Wednesday, 21 December 2016

2016 Theatre: Top 10 Performances

Pulling together a list of my favourite performances in 2016 was tougher than usual since so many of my favourite productions were ensemble pieces.

But no effort is too great for my readers, all three of you, and there were some standout performances from both expected and less expected places this year.

So, in rough order...

Harriet Walter
Shakespeare Trilogy, Donmar Warehouse
Utter legend in being legendary non-surprise but still by far the best performance (performances technically) of the year. The range and depth of Walter’s skill in these three plays was astonishing. A force of nature. (Also her book on playing Shakespeare is ace.)

Helen McCrory
The Deep Blue Sea, National Theatre
Another performance I fully expected to be excellent which was in fact excellent, even more excellent than I’d expected. Providing the fragile heart and surprisingly strong soul of this all round fantastic production, McCrory is just one of the best actresses around in any medium.
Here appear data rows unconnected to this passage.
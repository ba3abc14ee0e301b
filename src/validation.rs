//! Recipe schema validation for imports and API payloads.
//!
//! Every candidate record runs through [`normalize_record`] and is then
//! checked field by field. Errors are collected, never raised: a batch is
//! always fully inspected so a caller can reject an import while reporting
//! every problem at once. Whether to accept a partially valid batch is the
//! caller's decision.
//!
//! # Error shape
//!
//! ```json
//! {
//!   "index": 1,
//!   "recipe_id": "bad-001",
//!   "recipe_title": "Test",
//!   "loc": ["body", "ingredients"],
//!   "msg": "List should have at least 1 item",
//!   "type": "too_short"
//! }
//! ```

use std::collections::HashSet;
use std::fmt;
use std::path::Path;

use anyhow::{Context, Result};
use chrono::{DateTime, Utc};
use serde::Serialize;
use serde_json::{Map, Value};

use crate::models::bounds::*;
use crate::models::{Recipe, RecipeInput};
use crate::normalize::{normalize_record, parse_timestamp};

const UNKNOWN_ID: &str = "?";
const UNKNOWN_TITLE: &str = "<no title>";

/// Category of a field-level validation failure.
#[derive(Debug, Clone, Copy, PartialEq, Eq, Serialize)]
#[serde(rename_all = "snake_case")]
pub enum ErrorKind {
    TypeError,
    Missing,
    TooShort,
    TooLong,
    ValueError,
    DatetimeError,
}

/// One element of an error location: a field name or a list index.
#[derive(Debug, Clone, PartialEq, Eq, Serialize)]
#[serde(untagged)]
pub enum PathSegment {
    Field(String),
    Index(usize),
}

impl fmt::Display for PathSegment {
    fn fmt(&self, f: &mut fmt::Formatter<'_>) -> fmt::Result {
        match self {
            PathSegment::Field(name) => f.write_str(name),
            PathSegment::Index(i) => write!(f, "{}", i),
        }
    }
}

/// A failure on a single field of a single record.
#[derive(Debug, Clone, PartialEq, Serialize)]
pub struct FieldError {
    pub loc: Vec<PathSegment>,
    pub msg: String,
    #[serde(rename = "type")]
    pub kind: ErrorKind,
}

impl FieldError {
    fn new(path: &[PathSegment], msg: impl Into<String>, kind: ErrorKind) -> Self {
        let mut loc = vec![PathSegment::Field("body".to_string())];
        loc.extend_from_slice(path);
        Self {
            loc,
            msg: msg.into(),
            kind,
        }
    }

    /// Dotted form of the location, e.g. `body.ingredients.2`.
    pub fn location(&self) -> String {
        self.loc
            .iter()
            .map(ToString::to_string)
            .collect::<Vec<_>>()
            .join(".")
    }
}

/// A [`FieldError`] tied to its position in an import batch.
#[derive(Debug, Clone, PartialEq, Serialize)]
pub struct ValidationError {
    pub index: usize,
    pub recipe_id: String,
    pub recipe_title: String,
    #[serde(flatten)]
    pub error: FieldError,
}

/// Validate a batch of untyped records.
///
/// Returns the recipes that passed, in input order, and every error found
/// across the whole batch, ordered by record index. A record reusing an id
/// seen earlier in the batch is rejected.
pub fn validate_batch(records: &[Value]) -> (Vec<Recipe>, Vec<ValidationError>) {
    let now = Utc::now();
    let mut valid = Vec::new();
    let mut errors = Vec::new();
    let mut seen_ids = HashSet::new();

    for (index, record) in records.iter().enumerate() {
        let checked = validate_record_at(record, now).and_then(|recipe| {
            if seen_ids.insert(recipe.id.clone()) {
                Ok(recipe)
            } else {
                Err(vec![FieldError::new(
                    &[field("id")],
                    format!("Duplicate recipe id {:?} in batch", recipe.id),
                    ErrorKind::ValueError,
                )])
            }
        });
        match checked {
            Ok(recipe) => valid.push(recipe),
            Err(field_errors) => {
                let recipe_id = raw_label(record, "id", UNKNOWN_ID);
                let recipe_title = raw_label(record, "title", UNKNOWN_TITLE);
                errors.extend(field_errors.into_iter().map(|error| ValidationError {
                    index,
                    recipe_id: recipe_id.clone(),
                    recipe_title: recipe_title.clone(),
                    error,
                }));
            }
        }
    }

    (valid, errors)
}

/// Validate one import record into a full [`Recipe`].
pub fn validate_record(record: &Value) -> Result<Recipe, Vec<FieldError>> {
    validate_record_at(record, Utc::now())
}

/// Validate a create/update payload. `id` and timestamps are ignored.
pub fn validate_input(record: &Value) -> Result<RecipeInput, Vec<FieldError>> {
    let map = as_object(record)?;
    let normalized = normalize_record(map);
    let mut errors = Vec::new();
    let input = check_fields(&normalized, &mut errors);
    match input {
        Some(input) if errors.is_empty() => Ok(input),
        _ => Err(errors),
    }
}

fn validate_record_at(record: &Value, now: DateTime<Utc>) -> Result<Recipe, Vec<FieldError>> {
    let map = as_object(record)?;
    let normalized = normalize_record(map);

    let mut errors = Vec::new();
    let id = check_id(&normalized, &mut errors);
    let input = check_fields(&normalized, &mut errors);
    let created_at = check_timestamp(&normalized, "created_at", now, &mut errors);
    let updated_at = check_timestamp(&normalized, "updated_at", now, &mut errors);

    match (id, input, created_at, updated_at) {
        (Some(id), Some(input), Some(created_at), Some(updated_at)) if errors.is_empty() => {
            Ok(Recipe {
                id,
                title: input.title,
                description: input.description,
                ingredients: input.ingredients,
                instructions: input.instructions,
                tags: input.tags,
                cuisine: input.cuisine,
                created_at,
                updated_at,
            })
        }
        _ => Err(errors),
    }
}

fn as_object(record: &Value) -> Result<&Map<String, Value>, Vec<FieldError>> {
    record.as_object().ok_or_else(|| {
        vec![FieldError::new(
            &[],
            format!("Each item must be an object, got {}", json_type_name(record)),
            ErrorKind::TypeError,
        )]
    })
}

/// Best-effort label from the raw (unnormalized) record.
fn raw_label(record: &Value, key: &str, fallback: &str) -> String {
    match record.as_object().and_then(|m| m.get(key)) {
        Some(Value::String(s)) => s.clone(),
        Some(Value::Null) | None => fallback.to_string(),
        Some(other) => other.to_string(),
    }
}

fn json_type_name(value: &Value) -> &'static str {
    match value {
        Value::Null => "null",
        Value::Bool(_) => "bool",
        Value::Number(_) => "number",
        Value::String(_) => "string",
        Value::Array(_) => "array",
        Value::Object(_) => "object",
    }
}

// ============ Field checks ============

fn check_fields(data: &Map<String, Value>, errors: &mut Vec<FieldError>) -> Option<RecipeInput> {
    let title = required_string(data, "title", MAX_TITLE_LENGTH, errors);
    let description = required_string(data, "description", MAX_DESCRIPTION_LENGTH, errors);
    let ingredients = string_list(
        data,
        "ingredients",
        1,
        MAX_INGREDIENTS,
        MAX_INGREDIENT_LENGTH,
        errors,
    );
    let instructions = string_list(
        data,
        "instructions",
        1,
        MAX_INSTRUCTIONS,
        MAX_INSTRUCTION_LENGTH,
        errors,
    );
    let tags = string_list(data, "tags", 0, MAX_TAGS, MAX_TAG_LENGTH, errors);
    let cuisine = optional_string(data, "cuisine", MAX_CUISINE_LENGTH, errors);

    Some(RecipeInput {
        title: title?,
        description: description?,
        ingredients: ingredients?,
        instructions: instructions?,
        tags: tags?,
        cuisine: cuisine?,
    })
}

fn field(name: &str) -> PathSegment {
    PathSegment::Field(name.to_string())
}

/// Checks a non-empty bounded string value at `path`. Returns it trimmed.
fn bounded_string(
    value: &Value,
    path: &[PathSegment],
    max_len: usize,
    errors: &mut Vec<FieldError>,
) -> Option<String> {
    let Value::String(raw) = value else {
        errors.push(FieldError::new(
            path,
            "Input should be a valid string",
            ErrorKind::TypeError,
        ));
        return None;
    };

    let trimmed = raw.trim();
    if trimmed.is_empty() {
        errors.push(FieldError::new(
            path,
            "String should have at least 1 character",
            ErrorKind::TooShort,
        ));
        return None;
    }
    if trimmed.chars().count() > max_len {
        errors.push(FieldError::new(
            path,
            format!("String should have at most {} characters", max_len),
            ErrorKind::TooLong,
        ));
        return None;
    }
    Some(trimmed.to_string())
}

fn required_string(
    data: &Map<String, Value>,
    name: &str,
    max_len: usize,
    errors: &mut Vec<FieldError>,
) -> Option<String> {
    match data.get(name) {
        None => {
            errors.push(FieldError::new(
                &[field(name)],
                "Field required",
                ErrorKind::Missing,
            ));
            None
        }
        Some(value) => bounded_string(value, &[field(name)], max_len, errors),
    }
}

fn optional_string(
    data: &Map<String, Value>,
    name: &str,
    max_len: usize,
    errors: &mut Vec<FieldError>,
) -> Option<Option<String>> {
    match data.get(name) {
        None | Some(Value::Null) => Some(None),
        Some(Value::String(s)) if s.trim().chars().count() <= max_len => {
            Some(Some(s.trim().to_string()))
        }
        Some(Value::String(_)) => {
            errors.push(FieldError::new(
                &[field(name)],
                format!("String should have at most {} characters", max_len),
                ErrorKind::TooLong,
            ));
            None
        }
        Some(_) => {
            errors.push(FieldError::new(
                &[field(name)],
                "Input should be a valid string",
                ErrorKind::TypeError,
            ));
            None
        }
    }
}

fn string_list(
    data: &Map<String, Value>,
    name: &str,
    min_items: usize,
    max_items: usize,
    max_item_len: usize,
    errors: &mut Vec<FieldError>,
) -> Option<Vec<String>> {
    let path = [field(name)];
    let items = match data.get(name) {
        None => {
            errors.push(FieldError::new(&path, "Field required", ErrorKind::Missing));
            return None;
        }
        Some(Value::Array(items)) => items,
        Some(_) => {
            errors.push(FieldError::new(
                &path,
                "Input should be a valid list",
                ErrorKind::TypeError,
            ));
            return None;
        }
    };

    if items.len() < min_items {
        errors.push(FieldError::new(
            &path,
            format!(
                "List should have at least {} item{}",
                min_items,
                if min_items == 1 { "" } else { "s" }
            ),
            ErrorKind::TooShort,
        ));
        return None;
    }
    if items.len() > max_items {
        errors.push(FieldError::new(
            &path,
            format!("List should have at most {} items", max_items),
            ErrorKind::TooLong,
        ));
        return None;
    }

    let before = errors.len();
    let values: Vec<Option<String>> = items
        .iter()
        .enumerate()
        .map(|(i, item)| {
            let item_path = [field(name), PathSegment::Index(i)];
            bounded_string(item, &item_path, max_item_len, errors)
        })
        .collect();

    if errors.len() > before {
        return None;
    }
    values.into_iter().collect()
}

fn check_id(data: &Map<String, Value>, errors: &mut Vec<FieldError>) -> Option<String> {
    match data.get("id") {
        None | Some(Value::Null) => Some(uuid::Uuid::new_v4().to_string()),
        Some(value) => bounded_string(value, &[field("id")], usize::MAX, errors),
    }
}

fn check_timestamp(
    data: &Map<String, Value>,
    name: &str,
    now: DateTime<Utc>,
    errors: &mut Vec<FieldError>,
) -> Option<DateTime<Utc>> {
    match data.get(name) {
        None | Some(Value::Null) => Some(now),
        Some(Value::String(raw)) => match parse_timestamp(raw) {
            Some(ts) => Some(ts),
            None => {
                errors.push(FieldError::new(
                    &[field(name)],
                    format!("Input should be a valid datetime, got {:?}", raw),
                    ErrorKind::DatetimeError,
                ));
                None
            }
        },
        Some(_) => {
            errors.push(FieldError::new(
                &[field(name)],
                "Input should be a valid datetime",
                ErrorKind::DatetimeError,
            ));
            None
        }
    }
}

// ============ Import documents ============

/// Why an import document was rejected before per-record validation.
#[derive(Debug, thiserror::Error)]
pub enum ImportFormatError {
    #[error("Invalid JSON at line {line}: {message}")]
    InvalidJson { line: usize, message: String },
    #[error("Root must be a JSON array of recipes")]
    NotArray,
}

/// Parse an import document: a JSON array of recipe-like objects.
pub fn parse_import_document(content: &[u8]) -> Result<Vec<Value>, ImportFormatError> {
    let value: Value =
        serde_json::from_slice(content).map_err(|e| ImportFormatError::InvalidJson {
            line: e.line(),
            message: e.to_string(),
        })?;
    match value {
        Value::Array(items) => Ok(items),
        _ => Err(ImportFormatError::NotArray),
    }
}

/// Result of validating one import file.
#[derive(Debug)]
pub struct FileReport {
    pub valid: Vec<Recipe>,
    pub errors: Vec<ValidationError>,
}

impl FileReport {
    pub fn is_ok(&self) -> bool {
        self.errors.is_empty()
    }

    /// Human-readable lines, one block per failing record.
    pub fn messages(&self) -> Vec<String> {
        let mut messages = Vec::new();
        let mut iter = self.errors.iter().peekable();
        while let Some(first) = iter.next() {
            let mut block = format!(
                "Recipe at index {} (id={}, title={:?}):\n  - {}: {}",
                first.index,
                first.recipe_id,
                first.recipe_title,
                first.error.location(),
                first.error.msg
            );
            while let Some(next) = iter.next_if(|e| e.index == first.index) {
                block.push_str(&format!("\n  - {}: {}", next.error.location(), next.error.msg));
            }
            messages.push(block);
        }
        messages
    }
}

/// Read, parse and validate an import file.
///
/// Fails when the file cannot be read, is not JSON, or its root is not an
/// array. Per-record problems are reported in the returned [`FileReport`].
pub fn validate_file(path: &Path) -> Result<FileReport> {
    let content = std::fs::read(path)
        .with_context(|| format!("Cannot read file: {}", path.display()))?;
    let records = parse_import_document(&content)?;
    let (valid, errors) = validate_batch(&records);
    Ok(FileReport { valid, errors })
}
Seeing her on stage is always a joy.

Elizabeth Marsh
Iron, Theatre By The Lake
The extreme wildcard of this list and a revelation in a very unexpected place (the Lake District). A timely reminder that there is theatrical life beyond London - far, far beyond London in this case - and an absolutely killer central performance, pun intended, in a play I’d like to see again. One of the most raw and vulnerable performances I’ve seen and all the more powerful for it.

James McArdle
Platonov, Young Chekhov, Chichester Festival Theatre/National Theatre
If Chekhov isn’t supposed to be funny then no one told James McArdle. A perfectly pitched, tragi-comic romp of a production that anchored Platonov and gave it depth as well as a genuine sense of uncontrollable fun. Cannot wait to see more of this dude in Angels in America next year.

Danny Sapani
Les Blancs, National Theatre
I liked Sapani the last time I saw him (Jason to Helen McCrory’s Medea at the NT, funnily enough) and I loved him in this. A performance of great dignity and greater anguish, he elevated an already great production into something really special indeed. More of him please.

Lucian Msamati
Amadeus, National Theatre
One of my favourite actors continuing to prove why he gets that billing. An incredibly demanding role, and one that had it been miscast would have killed the production dead before it reached the rehearsal room, handled with the utmost ease, humour and emotional clout. I genuinely love this man a little bit.

Andy Karl
Groundhog Day, Old Vic
That Karl is headlining the Groundhog Day Broadway transfer will come as no surprise to anyone who saw the London run. A riotous joy of cynicism, humour and unsentimental emotion with a killer singing voice and excellent hair who carried this show with apparently no effort.

Ralph Fiennes
Richard III, Almeida 
You can’t go too far wrong when you combine Shakespeare and Ralph Fiennes. Such was the case with his greasy, charismatic and dangerous Richard III. It was also a thrill to see him in a space as intimate as the Almeida. Close up Ralph Fiennes is the best Ralph Fiennes.

Tamsin Greig
The Intelligent Homosexual’s Guide to Capitalism and Socialism with a Key to the Scriptures, or iHo, Hampstead Theatre
The emotional heart of this production was undoubtedly Greig’s Empty. The scenes between her and her ailing father were incredibly poignant and, perhaps more remarkably, incredibly real.

Paapa Essiedu
Hamlet, RSC
It’s so refreshing to see Hamlet played by someone who’s actually the right age to play him. Essiedu is a superstar in the making and seeing what I hope will be his big break was a thrill. Great production, greater Hamlet.